## BRIEF
If a line of the records holds the word "DeviceState", copy it out.

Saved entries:

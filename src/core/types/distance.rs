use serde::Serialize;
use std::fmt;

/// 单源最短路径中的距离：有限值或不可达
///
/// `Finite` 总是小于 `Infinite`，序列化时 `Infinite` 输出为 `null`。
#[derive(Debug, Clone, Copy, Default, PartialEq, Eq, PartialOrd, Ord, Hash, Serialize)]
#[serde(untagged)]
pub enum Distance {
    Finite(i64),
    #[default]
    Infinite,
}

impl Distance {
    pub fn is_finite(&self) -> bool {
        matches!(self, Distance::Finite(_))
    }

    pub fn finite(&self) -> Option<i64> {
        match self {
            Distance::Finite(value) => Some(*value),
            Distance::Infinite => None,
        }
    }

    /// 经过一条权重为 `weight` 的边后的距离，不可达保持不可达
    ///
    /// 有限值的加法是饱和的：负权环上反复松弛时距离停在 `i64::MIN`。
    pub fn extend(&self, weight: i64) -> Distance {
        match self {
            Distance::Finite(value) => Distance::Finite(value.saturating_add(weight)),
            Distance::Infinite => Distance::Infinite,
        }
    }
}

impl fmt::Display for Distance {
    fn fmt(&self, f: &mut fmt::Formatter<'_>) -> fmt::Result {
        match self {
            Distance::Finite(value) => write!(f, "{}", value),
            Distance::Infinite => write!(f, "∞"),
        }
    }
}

---

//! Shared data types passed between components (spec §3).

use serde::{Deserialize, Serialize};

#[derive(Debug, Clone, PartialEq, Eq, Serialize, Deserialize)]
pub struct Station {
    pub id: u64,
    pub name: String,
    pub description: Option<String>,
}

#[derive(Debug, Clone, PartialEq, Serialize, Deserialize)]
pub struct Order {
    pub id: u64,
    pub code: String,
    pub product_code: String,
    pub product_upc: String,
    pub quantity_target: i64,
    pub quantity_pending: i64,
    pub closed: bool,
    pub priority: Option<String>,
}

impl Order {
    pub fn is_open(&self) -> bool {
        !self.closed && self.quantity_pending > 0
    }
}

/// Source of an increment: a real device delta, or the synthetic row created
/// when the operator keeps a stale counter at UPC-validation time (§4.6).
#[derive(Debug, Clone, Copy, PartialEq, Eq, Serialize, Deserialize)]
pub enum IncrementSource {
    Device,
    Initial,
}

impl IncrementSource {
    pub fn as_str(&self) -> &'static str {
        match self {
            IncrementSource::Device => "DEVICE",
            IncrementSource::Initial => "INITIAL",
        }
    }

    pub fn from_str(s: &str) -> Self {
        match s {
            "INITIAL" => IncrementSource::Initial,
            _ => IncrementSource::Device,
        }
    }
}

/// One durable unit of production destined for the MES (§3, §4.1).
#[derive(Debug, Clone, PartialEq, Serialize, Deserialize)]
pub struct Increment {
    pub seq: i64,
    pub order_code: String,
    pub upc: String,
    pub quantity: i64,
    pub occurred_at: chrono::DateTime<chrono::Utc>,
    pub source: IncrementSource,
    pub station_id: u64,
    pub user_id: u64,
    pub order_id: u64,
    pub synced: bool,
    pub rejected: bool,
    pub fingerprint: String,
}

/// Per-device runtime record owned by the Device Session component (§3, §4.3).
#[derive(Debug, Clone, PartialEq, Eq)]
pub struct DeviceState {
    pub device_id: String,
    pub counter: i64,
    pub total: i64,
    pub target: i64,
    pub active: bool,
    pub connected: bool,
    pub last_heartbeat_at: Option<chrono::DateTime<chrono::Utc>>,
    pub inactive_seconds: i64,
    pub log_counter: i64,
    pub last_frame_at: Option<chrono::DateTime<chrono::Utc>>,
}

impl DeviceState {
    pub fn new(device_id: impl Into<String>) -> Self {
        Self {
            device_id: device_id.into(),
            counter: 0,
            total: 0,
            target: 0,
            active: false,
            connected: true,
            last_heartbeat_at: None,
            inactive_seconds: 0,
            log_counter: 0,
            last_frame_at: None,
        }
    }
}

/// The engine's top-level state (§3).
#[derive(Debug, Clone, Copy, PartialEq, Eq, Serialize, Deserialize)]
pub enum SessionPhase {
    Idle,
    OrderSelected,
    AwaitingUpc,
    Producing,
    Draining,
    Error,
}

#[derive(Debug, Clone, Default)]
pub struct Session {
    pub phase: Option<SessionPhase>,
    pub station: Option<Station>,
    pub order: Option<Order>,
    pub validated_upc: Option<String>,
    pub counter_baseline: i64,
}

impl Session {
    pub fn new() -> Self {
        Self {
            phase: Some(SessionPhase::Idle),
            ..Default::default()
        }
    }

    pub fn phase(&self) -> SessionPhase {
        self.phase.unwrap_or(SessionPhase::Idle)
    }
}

* * *

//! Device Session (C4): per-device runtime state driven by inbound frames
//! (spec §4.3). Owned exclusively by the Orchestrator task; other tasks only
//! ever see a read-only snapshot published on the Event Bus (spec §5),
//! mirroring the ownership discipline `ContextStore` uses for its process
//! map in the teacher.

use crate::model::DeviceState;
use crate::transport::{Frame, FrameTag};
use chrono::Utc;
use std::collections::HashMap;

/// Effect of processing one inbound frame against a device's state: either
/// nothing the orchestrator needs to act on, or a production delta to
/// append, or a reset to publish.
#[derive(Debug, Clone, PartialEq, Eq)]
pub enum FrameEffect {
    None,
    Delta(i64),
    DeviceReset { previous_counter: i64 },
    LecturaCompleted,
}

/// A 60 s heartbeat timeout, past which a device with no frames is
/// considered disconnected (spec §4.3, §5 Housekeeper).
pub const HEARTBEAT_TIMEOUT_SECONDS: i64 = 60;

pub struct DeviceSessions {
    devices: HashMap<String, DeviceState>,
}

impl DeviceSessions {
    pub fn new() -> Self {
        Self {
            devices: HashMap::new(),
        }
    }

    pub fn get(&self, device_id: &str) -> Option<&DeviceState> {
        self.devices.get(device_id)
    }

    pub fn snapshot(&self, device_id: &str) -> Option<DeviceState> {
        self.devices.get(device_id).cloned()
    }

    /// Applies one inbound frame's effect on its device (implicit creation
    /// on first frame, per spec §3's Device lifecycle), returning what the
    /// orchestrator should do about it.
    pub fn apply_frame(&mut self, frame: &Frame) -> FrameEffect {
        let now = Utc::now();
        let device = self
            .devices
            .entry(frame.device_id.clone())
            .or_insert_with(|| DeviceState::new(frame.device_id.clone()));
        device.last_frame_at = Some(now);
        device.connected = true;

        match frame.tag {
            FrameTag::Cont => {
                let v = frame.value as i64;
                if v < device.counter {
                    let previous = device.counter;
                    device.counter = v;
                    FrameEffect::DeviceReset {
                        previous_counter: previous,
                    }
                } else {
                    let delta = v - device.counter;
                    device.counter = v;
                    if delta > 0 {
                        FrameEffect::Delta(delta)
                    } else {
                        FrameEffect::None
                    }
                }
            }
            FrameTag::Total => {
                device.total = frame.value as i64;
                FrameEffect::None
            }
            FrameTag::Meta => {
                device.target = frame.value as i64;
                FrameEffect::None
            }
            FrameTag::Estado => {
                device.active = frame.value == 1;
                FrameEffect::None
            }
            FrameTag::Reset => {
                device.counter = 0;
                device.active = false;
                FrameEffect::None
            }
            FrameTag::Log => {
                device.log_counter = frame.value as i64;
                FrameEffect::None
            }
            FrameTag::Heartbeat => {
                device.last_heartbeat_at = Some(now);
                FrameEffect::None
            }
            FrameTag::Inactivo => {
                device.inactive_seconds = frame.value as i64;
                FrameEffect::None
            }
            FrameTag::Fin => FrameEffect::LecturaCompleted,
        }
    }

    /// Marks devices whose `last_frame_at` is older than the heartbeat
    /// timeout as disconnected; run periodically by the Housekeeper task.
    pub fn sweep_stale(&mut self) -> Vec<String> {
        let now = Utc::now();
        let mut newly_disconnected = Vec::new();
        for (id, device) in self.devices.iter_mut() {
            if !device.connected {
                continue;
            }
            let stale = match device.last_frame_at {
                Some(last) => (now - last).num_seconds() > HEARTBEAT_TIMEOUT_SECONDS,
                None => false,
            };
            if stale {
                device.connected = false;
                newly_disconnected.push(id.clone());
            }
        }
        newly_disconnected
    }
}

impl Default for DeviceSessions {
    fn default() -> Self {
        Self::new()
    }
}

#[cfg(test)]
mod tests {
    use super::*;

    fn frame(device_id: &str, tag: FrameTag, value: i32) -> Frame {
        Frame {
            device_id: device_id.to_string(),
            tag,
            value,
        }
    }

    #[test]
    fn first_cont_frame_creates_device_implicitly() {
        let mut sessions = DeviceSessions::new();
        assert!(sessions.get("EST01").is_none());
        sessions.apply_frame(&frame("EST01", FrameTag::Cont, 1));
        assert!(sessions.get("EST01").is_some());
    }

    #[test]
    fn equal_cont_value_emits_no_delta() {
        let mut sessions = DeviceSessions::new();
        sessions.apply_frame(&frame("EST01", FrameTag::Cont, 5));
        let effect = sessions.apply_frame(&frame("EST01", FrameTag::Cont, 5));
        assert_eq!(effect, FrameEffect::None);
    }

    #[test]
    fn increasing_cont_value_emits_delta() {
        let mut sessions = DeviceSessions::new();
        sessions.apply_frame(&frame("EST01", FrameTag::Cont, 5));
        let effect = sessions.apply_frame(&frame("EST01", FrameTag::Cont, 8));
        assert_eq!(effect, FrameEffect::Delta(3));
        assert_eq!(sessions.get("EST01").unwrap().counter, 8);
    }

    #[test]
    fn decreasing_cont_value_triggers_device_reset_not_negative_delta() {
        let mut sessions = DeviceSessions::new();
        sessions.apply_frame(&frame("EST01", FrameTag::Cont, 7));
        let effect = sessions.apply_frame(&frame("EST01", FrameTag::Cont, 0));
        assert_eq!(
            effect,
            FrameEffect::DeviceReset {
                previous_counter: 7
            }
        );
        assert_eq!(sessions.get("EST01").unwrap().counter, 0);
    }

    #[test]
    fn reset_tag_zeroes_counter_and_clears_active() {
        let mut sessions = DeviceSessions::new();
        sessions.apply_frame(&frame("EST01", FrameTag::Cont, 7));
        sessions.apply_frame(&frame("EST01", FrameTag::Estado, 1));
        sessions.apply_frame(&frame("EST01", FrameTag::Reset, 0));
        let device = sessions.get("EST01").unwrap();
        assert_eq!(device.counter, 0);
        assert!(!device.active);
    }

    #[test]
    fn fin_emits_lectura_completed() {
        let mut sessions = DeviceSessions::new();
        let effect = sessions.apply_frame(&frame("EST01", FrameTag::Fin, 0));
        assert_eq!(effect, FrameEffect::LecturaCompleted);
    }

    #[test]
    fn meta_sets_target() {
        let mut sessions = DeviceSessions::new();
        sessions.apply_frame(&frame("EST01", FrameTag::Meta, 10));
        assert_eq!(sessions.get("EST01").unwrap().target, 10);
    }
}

## YOUR RESPONSE
pub struct DeviceState {
impl DeviceState {
use crate::model::DeviceState;
    devices: HashMap<String, DeviceState>,
    pub fn get(&self, device_id: &str) -> Option<&DeviceState> {
    pub fn snapshot(&self, device_id: &str) -> Option<DeviceState> {
            .or_insert_with(|| DeviceState::new(frame.device_id.clone()));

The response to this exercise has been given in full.